WHAT THE TASK REQUIRES: Read the lines below. Copy out any that hold the string "ColorMode".

MATERIAL FOR THIS TASK:
○ ○ ○

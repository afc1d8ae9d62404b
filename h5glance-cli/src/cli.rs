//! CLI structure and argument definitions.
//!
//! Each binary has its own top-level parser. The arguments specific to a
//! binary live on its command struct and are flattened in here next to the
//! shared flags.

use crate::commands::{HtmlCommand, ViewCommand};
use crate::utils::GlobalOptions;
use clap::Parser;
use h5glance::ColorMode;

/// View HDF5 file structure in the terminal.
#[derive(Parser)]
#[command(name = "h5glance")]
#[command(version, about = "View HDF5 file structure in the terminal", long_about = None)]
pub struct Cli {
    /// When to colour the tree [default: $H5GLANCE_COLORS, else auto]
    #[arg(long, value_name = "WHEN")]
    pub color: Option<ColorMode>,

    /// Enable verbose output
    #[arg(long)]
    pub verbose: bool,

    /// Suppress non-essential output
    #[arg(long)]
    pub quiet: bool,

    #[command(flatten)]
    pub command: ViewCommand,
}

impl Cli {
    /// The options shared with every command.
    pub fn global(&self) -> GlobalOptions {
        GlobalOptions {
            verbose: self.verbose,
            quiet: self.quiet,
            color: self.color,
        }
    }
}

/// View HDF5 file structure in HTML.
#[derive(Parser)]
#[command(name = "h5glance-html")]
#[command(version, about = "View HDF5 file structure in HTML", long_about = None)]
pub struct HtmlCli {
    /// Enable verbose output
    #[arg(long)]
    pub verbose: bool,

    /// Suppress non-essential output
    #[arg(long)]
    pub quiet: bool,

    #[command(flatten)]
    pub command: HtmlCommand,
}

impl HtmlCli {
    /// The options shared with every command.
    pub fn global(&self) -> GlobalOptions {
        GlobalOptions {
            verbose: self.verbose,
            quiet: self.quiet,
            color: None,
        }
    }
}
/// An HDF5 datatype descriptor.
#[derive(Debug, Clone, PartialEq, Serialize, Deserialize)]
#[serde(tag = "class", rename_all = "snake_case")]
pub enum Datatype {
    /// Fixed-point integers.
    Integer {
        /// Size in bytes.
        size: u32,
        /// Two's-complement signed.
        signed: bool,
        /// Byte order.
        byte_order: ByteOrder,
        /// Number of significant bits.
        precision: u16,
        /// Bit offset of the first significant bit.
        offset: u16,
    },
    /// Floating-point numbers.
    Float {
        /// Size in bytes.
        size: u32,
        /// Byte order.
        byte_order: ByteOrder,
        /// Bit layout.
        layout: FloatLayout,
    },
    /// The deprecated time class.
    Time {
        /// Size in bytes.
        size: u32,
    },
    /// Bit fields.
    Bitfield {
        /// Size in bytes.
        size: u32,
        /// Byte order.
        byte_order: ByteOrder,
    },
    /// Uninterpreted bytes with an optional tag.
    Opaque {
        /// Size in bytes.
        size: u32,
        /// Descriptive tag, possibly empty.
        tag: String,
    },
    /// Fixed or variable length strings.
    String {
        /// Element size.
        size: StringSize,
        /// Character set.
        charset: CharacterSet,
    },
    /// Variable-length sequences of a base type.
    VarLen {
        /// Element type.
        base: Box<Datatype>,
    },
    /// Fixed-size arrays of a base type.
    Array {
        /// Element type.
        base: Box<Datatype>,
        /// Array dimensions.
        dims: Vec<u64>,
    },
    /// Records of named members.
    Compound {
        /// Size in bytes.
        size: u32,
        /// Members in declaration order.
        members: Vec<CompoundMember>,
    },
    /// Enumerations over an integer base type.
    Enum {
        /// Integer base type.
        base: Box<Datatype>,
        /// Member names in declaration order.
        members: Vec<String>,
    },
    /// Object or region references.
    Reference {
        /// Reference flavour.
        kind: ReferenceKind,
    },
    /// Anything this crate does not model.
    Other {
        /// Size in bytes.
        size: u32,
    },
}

○ ○ ○

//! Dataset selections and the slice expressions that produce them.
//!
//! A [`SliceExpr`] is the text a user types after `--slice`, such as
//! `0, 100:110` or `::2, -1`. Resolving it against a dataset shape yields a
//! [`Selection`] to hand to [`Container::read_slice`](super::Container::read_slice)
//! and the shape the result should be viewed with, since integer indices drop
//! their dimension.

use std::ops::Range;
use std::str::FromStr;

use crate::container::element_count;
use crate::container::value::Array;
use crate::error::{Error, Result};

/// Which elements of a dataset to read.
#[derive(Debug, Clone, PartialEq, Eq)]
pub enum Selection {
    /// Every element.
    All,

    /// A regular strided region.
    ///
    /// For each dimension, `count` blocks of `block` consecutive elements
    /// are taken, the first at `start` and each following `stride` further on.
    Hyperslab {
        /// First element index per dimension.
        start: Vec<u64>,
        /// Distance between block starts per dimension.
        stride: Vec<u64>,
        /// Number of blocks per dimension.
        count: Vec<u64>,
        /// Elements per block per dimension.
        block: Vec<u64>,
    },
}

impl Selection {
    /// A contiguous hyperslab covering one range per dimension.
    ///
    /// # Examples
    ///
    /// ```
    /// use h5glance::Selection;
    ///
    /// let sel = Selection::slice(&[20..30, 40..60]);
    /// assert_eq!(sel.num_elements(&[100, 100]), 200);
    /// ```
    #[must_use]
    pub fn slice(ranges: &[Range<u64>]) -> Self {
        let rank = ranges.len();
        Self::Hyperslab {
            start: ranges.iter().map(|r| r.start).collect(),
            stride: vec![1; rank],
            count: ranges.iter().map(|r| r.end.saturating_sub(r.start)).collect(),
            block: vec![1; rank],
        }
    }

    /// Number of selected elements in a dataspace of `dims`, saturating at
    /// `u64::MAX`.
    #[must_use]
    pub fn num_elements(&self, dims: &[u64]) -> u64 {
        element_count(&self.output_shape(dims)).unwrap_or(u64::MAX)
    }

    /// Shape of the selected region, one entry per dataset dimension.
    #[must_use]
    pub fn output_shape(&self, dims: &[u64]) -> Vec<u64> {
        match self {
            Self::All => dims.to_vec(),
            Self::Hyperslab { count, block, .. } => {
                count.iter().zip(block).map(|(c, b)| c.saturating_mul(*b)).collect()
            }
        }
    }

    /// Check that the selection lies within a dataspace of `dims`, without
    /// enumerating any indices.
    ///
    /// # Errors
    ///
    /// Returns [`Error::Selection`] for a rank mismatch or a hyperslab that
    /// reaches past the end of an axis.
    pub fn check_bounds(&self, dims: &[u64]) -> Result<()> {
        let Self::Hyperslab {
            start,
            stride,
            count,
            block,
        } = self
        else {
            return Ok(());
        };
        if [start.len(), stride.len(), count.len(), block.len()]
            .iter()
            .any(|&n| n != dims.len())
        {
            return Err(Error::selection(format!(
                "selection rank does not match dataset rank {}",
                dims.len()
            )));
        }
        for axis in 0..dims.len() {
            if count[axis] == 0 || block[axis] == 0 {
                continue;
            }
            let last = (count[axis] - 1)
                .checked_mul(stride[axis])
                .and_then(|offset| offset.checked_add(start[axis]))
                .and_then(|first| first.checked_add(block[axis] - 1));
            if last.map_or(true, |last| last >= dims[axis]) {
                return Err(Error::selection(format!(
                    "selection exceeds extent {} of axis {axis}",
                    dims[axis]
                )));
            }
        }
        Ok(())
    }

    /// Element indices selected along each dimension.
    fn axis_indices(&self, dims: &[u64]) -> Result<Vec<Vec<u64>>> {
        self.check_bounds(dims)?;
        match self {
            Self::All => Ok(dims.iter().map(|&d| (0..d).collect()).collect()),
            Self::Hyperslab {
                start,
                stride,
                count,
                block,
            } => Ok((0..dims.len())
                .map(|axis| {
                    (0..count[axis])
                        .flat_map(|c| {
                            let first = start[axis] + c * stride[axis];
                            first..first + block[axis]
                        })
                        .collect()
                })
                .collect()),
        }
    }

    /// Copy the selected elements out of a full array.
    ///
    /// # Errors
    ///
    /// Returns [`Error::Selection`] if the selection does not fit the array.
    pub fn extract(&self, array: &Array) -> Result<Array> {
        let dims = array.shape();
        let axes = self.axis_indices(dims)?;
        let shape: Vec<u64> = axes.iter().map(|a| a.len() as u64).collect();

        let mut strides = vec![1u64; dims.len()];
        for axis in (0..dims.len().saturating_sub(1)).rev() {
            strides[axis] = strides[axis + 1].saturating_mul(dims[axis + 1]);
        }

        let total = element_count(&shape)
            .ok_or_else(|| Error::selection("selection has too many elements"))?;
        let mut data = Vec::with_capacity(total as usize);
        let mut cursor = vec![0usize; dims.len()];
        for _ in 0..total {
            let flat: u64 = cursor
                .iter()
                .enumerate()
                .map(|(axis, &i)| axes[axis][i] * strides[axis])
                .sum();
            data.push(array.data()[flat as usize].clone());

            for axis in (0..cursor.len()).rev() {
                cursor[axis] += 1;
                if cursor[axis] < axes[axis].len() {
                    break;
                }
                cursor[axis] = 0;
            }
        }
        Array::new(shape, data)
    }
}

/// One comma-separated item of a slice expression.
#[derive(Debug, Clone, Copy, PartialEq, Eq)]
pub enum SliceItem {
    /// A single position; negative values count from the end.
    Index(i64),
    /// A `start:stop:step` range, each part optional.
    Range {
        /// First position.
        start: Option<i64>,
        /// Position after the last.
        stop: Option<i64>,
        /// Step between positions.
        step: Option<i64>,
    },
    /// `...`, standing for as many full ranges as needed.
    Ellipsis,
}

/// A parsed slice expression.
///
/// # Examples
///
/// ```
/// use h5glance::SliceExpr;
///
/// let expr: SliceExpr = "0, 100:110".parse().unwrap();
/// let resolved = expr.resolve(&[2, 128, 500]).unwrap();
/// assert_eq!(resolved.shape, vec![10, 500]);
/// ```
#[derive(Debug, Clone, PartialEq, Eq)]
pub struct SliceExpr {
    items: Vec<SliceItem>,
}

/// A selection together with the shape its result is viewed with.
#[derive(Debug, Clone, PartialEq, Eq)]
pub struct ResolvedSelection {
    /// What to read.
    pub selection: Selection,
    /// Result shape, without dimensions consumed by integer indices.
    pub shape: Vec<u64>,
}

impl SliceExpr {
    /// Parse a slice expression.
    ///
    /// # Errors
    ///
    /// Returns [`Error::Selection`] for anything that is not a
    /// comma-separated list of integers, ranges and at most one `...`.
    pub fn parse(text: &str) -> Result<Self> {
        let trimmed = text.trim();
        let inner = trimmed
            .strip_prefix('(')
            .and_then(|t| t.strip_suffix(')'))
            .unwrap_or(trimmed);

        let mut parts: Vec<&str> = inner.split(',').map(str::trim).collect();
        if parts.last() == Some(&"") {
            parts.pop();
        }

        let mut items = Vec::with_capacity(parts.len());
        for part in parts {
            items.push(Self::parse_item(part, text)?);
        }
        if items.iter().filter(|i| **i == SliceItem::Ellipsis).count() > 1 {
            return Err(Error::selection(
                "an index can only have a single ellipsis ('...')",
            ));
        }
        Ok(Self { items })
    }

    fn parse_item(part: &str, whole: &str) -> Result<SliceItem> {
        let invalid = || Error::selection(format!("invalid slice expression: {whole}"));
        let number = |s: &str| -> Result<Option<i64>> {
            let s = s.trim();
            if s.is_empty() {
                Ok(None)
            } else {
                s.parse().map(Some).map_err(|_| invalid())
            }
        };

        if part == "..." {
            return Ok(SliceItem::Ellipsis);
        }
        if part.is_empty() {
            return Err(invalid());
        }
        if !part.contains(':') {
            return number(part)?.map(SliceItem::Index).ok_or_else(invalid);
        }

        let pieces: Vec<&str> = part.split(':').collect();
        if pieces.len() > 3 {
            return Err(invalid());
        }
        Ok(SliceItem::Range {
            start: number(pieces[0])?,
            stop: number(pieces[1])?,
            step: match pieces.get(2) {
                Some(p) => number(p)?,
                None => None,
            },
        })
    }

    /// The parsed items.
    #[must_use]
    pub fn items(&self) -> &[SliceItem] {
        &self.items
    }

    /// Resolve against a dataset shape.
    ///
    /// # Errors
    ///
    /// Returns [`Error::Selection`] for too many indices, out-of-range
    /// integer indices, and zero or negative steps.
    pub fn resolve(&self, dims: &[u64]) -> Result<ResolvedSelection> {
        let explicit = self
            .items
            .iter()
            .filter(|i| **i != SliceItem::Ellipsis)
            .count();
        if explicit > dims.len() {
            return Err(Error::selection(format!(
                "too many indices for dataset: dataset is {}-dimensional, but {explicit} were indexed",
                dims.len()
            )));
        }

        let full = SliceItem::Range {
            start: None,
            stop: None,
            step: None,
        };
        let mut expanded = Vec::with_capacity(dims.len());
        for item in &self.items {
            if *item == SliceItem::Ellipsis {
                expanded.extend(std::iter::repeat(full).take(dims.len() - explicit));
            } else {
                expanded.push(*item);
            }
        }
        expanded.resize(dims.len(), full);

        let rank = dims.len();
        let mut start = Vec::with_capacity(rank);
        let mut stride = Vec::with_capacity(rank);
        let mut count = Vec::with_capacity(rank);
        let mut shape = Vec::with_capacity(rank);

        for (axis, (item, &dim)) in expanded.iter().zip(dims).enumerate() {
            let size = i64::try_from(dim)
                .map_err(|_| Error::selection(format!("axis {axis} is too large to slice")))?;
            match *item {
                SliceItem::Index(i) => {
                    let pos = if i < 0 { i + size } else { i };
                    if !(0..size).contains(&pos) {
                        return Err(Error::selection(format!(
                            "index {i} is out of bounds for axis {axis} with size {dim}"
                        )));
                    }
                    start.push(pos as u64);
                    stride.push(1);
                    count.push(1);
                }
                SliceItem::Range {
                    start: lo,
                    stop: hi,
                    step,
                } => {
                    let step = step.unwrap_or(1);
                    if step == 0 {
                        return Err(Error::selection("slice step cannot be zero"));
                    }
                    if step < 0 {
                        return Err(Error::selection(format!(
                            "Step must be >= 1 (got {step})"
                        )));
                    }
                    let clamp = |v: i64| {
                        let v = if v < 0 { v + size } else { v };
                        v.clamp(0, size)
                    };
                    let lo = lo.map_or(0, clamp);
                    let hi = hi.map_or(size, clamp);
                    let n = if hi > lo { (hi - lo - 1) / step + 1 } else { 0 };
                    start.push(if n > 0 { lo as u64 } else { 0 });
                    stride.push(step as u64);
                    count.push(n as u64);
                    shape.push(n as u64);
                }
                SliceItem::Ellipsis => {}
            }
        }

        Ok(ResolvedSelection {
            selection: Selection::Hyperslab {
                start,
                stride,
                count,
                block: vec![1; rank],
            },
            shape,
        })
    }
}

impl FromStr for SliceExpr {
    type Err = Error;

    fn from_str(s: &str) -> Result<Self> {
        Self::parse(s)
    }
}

○ ○ ○

EXERCISE RESPONSE:
use h5glance::ColorMode;
    pub color: Option<ColorMode>,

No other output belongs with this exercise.